Alpha-lipoic acid may ameliorate testicular damage by targeting dox-induced altered antioxidant parameters, mitofusin-2 and apoptotic gene expression.

In the study, the ameliorating effects of alfa lipoic acid (ALA) against doxorubicin-induced testicular apoptosis, oxidative stress and disrupted mitochondrial fusion were investigated in male rats. Rats were divided into four groups as control, doxorubicin (DOX), DOX + ALA and ALA. A single dose of 15 mg/kg DOX was administered i.p to the DOX and DOX + ALA groups. 50 mg/kg ALA was given to the DOX + ALA and ALA groups by oral gavage every other day. After 28 days, rat testes and serum samples were collected and analysed. Administration of DOX alone caused a decrease in body and relative testicular weights, seminiferous tubule diameter and germinal epithelium thickness, Johnsen's score and serum testosterone levels.

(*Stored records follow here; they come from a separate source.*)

//! Extraction run orchestration for svedb.
//!
//! This crate ties together catalog fetching, detail enrichment, asset
//! mirroring and export assembly into one run ([`CatalogAggregator::run`]).

pub mod export;
pub mod mirror;
pub mod pipeline;

pub use export::{ExportRecord, clean_kind, export_all, export_record, write_export};
pub use mirror::{AssetMirror, MirrorOutcome, list_existing};
pub use pipeline::{
    CatalogAggregator, CatalogRun, ProgressReporter, SegmentFailure, SilentProgress,
};
pub use svedb_crawler::SegmentSummary;
//! Object store holding mirrored card images.
//!
//! The [`AssetStore`] trait abstracts the two operations mirroring needs:
//! listing every key once at run start and putting new objects.
//!
//! - [`S3AssetStore`]: any S3-compatible service (R2, MinIO, AWS)
//! - [`MemoryAssetStore`]: in-memory store for tests (`mock` feature)

#[cfg(any(test, feature = "mock"))]
mod memory;
mod s3;

use async_trait::async_trait;
use svedb_shared::Result;

#[cfg(any(test, feature = "mock"))]
pub use memory::MemoryAssetStore;
pub use s3::S3AssetStore;

/// Content type of every mirrored object.
pub const IMAGE_CONTENT_TYPE: &str = "image/png";

/// Flat key/value object store.
#[async_trait]
pub trait AssetStore: Send + Sync {
    /// Name used in logs.
    fn name(&self) -> &str;

    /// Every key in the store, following pagination to the end.
    async fn list_keys(&self) -> Result<Vec<String>>;

    /// Store `bytes` under `key`, replacing any existing object.
    async fn put(&self, key: &str, bytes: Vec<u8>) -> Result<()>;
}
//! In-memory asset store for tests.

use std::collections::BTreeMap;
use std::sync::atomic::{AtomicBool, AtomicUsize, Ordering};

use async_trait::async_trait;
use tokio::sync::RwLock;

use svedb_shared::{Result, SvedbError};

use crate::AssetStore;

/// Asset store keeping objects in a map behind a [`RwLock`].
///
/// Counts successful puts and can be switched into a failing mode to
/// exercise error paths.
#[derive(Debug, Default)]
pub struct MemoryAssetStore {
    objects: RwLock<BTreeMap<String, Vec<u8>>>,
    puts: AtomicUsize,
    fail_puts: AtomicBool,
    fail_list: AtomicBool,
}

impl MemoryAssetStore {
    pub fn new() -> Self {
        Self::default()
    }

    /// Store pre-populated with empty objects under `keys`.
    pub fn with_keys<I, S>(keys: I) -> Self
    where
        I: IntoIterator<Item = S>,
        S: Into<String>,
    {
        let objects = keys.into_iter().map(|k| (k.into(), Vec::new())).collect();
        Self {
            objects: RwLock::new(objects),
            ..Self::default()
        }
    }

    /// Make every subsequent `put` fail.
    pub fn fail_puts(&self, fail: bool) {
        self.fail_puts.store(fail, Ordering::SeqCst);
    }

    /// Make every subsequent `list_keys` fail.
    pub fn fail_list(&self, fail: bool) {
        self.fail_list.store(fail, Ordering::SeqCst);
    }

    /// Number of successful puts so far.
    pub fn put_count(&self) -> usize {
        self.puts.load(Ordering::SeqCst)
    }

    pub async fn get(&self, key: &str) -> Option<Vec<u8>> {
        self.objects.read().await.get(key).cloned()
    }
}

#[async_trait]
impl AssetStore for MemoryAssetStore {
    fn name(&self) -> &str {
        "memory"
    }

    async fn list_keys(&self) -> Result<Vec<String>> {
        if self.fail_list.load(Ordering::SeqCst) {
            return Err(SvedbError::Storage("listing disabled".into()));
        }
        Ok(self.objects.read().await.keys().cloned().collect())
    }

    async fn put(&self, key: &str, bytes: Vec<u8>) -> Result<()> {
        if self.fail_puts.load(Ordering::SeqCst) {
            return Err(SvedbError::Storage(format!("upload of {key} rejected")));
        }
        self.objects.write().await.insert(key.to_string(), bytes);
        self.puts.fetch_add(1, Ordering::SeqCst);
        Ok(())
    }
}

#[cfg(test)]
mod tests {
    use super::*;

    #[tokio::test]
    async fn put_then_list() {
        let store = MemoryAssetStore::with_keys(["BP01-002EN.png"]);
        store.put("BP01-001EN.png", vec![1, 2, 3]).await.unwrap();

        assert_eq!(
            store.list_keys().await.unwrap(),
            ["BP01-001EN.png", "BP01-002EN.png"]
        );
        assert_eq!(store.get("BP01-001EN.png").await, Some(vec![1, 2, 3]));
        assert_eq!(store.put_count(), 1);
    }

    #[tokio::test]
    async fn failing_modes() {
        let store = MemoryAssetStore::new();
        store.fail_puts(true);
        store.fail_list(true);

        assert!(matches!(
            store.put("x.png", vec![]).await,
            Err(SvedbError::Storage(_))
        ));
        assert!(store.list_keys().await.is_err());
        assert_eq!(store.put_count(), 0);
    }
}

DOX treatment led to severe testicular damage such as tubular degeneration, and atrophic tubules. Also, the activities of superoxide dismutase and glutathione peroxidase were reduced, while the level of malondialdehyde was increased in the testis. The mRNA levels of apoptotic-related genes (CASP3, TP53, BAX, BCL2) and apoptotic index were increased, while mitofusin-2 decreased. DOX caused an increase in CASP3 and a decrease in mitofusin-2 immunoreactivities. Treatment with ALA markedly improved all of DOX-induced biochemical, histochemical and molecular alterations in rat testis. Consequently, ALA has a therapeutic role in ameliorating DOX-induced testicular damage in rats.